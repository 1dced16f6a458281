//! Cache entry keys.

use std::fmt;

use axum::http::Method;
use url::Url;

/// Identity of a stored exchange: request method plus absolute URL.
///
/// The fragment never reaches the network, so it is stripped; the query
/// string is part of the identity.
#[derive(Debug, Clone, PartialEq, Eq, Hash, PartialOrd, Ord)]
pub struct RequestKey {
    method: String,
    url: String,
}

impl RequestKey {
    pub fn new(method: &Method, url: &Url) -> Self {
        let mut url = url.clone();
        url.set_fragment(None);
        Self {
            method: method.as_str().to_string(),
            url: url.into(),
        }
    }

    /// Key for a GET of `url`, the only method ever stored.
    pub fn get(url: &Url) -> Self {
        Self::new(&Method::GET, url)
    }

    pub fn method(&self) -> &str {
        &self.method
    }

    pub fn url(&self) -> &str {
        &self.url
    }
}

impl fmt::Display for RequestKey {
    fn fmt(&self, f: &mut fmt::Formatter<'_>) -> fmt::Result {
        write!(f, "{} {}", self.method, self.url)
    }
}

=====

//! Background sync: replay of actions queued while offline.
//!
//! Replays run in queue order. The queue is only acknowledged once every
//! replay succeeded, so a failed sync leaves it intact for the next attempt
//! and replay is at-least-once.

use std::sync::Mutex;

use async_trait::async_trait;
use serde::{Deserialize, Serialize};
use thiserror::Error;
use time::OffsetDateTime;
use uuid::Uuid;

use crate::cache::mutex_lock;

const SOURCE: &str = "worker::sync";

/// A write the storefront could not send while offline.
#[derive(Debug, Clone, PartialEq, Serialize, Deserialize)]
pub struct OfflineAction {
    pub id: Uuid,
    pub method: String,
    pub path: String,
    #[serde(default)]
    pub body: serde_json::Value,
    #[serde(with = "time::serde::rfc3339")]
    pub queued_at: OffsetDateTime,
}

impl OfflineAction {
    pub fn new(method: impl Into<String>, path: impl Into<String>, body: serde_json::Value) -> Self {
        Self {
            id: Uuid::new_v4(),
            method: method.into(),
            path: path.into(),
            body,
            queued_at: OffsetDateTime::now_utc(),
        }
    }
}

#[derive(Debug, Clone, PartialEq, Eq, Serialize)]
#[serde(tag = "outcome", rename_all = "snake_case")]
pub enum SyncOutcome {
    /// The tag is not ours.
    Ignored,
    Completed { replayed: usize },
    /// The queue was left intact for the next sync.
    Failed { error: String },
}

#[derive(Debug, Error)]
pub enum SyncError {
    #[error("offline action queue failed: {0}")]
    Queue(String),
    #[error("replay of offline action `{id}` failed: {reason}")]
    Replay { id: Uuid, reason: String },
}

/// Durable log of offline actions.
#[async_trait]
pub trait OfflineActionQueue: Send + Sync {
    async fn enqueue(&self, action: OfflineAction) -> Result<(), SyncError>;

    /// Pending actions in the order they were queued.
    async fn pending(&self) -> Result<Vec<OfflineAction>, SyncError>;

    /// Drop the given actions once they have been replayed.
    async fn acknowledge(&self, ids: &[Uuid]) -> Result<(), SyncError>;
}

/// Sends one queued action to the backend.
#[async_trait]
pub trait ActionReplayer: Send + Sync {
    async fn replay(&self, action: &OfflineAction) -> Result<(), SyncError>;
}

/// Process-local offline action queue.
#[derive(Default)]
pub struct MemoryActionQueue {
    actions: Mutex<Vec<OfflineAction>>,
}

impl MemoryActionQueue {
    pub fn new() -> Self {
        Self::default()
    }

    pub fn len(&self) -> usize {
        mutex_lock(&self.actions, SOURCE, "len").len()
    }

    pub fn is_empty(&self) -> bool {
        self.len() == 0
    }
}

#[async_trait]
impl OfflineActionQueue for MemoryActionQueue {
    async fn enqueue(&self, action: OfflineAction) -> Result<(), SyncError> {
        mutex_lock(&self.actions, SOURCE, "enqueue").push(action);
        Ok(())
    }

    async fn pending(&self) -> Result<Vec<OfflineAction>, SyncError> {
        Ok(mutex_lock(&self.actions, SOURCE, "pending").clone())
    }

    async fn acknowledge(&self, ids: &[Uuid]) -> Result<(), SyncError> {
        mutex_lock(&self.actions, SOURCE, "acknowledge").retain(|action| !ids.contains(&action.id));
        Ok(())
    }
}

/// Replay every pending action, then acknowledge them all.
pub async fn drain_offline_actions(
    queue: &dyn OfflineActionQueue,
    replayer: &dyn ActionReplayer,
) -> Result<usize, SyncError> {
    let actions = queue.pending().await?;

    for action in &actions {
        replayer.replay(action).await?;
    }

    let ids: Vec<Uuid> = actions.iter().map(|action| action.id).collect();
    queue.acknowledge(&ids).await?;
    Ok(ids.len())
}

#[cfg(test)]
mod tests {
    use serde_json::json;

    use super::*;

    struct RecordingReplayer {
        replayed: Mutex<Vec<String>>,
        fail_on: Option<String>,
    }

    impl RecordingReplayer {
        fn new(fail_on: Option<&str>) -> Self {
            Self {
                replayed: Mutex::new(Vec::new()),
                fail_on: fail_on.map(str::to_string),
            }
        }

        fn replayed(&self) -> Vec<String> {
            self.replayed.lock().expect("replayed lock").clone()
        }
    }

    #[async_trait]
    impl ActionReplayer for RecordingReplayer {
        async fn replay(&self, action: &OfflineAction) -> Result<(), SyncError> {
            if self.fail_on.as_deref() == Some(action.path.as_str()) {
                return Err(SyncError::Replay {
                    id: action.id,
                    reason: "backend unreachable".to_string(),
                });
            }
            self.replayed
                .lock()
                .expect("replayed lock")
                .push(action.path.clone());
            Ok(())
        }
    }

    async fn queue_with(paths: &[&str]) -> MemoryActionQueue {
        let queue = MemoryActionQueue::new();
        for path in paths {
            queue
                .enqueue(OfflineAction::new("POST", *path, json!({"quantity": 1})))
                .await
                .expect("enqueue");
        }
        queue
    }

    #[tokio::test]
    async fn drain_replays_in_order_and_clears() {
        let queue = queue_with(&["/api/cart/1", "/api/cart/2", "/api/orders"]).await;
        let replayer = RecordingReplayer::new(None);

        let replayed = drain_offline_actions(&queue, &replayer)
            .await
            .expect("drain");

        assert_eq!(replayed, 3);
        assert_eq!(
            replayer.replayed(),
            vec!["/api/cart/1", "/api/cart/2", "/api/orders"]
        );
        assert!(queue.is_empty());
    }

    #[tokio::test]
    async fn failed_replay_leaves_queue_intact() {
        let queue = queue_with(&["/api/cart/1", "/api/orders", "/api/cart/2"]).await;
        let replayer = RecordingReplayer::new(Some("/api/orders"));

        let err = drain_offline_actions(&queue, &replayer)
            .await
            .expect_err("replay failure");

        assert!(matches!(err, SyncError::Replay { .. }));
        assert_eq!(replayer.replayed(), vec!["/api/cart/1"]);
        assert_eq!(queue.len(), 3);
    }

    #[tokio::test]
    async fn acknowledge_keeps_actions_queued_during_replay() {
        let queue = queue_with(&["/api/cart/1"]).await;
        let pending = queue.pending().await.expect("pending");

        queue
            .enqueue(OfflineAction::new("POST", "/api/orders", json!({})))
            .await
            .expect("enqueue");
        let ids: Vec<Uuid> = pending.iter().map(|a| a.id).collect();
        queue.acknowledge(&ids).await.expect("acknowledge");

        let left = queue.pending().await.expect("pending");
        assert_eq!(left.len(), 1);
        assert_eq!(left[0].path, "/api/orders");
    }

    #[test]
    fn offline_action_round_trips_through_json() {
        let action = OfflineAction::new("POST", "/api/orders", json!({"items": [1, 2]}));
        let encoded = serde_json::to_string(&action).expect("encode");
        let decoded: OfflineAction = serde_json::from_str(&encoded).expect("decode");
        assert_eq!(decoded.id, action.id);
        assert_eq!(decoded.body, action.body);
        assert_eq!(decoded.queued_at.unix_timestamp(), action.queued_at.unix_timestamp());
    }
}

=====

* _WHAT THE EXERCISE ASKS_
The lines to return are those in the records above that hold the word "Serialize".

* _ANSWER SPACE_
use serde::{Deserialize, Serialize};
#[derive(Debug, Clone, PartialEq, Serialize, Deserialize)]
#[derive(Debug, Clone, PartialEq, Eq, Serialize)]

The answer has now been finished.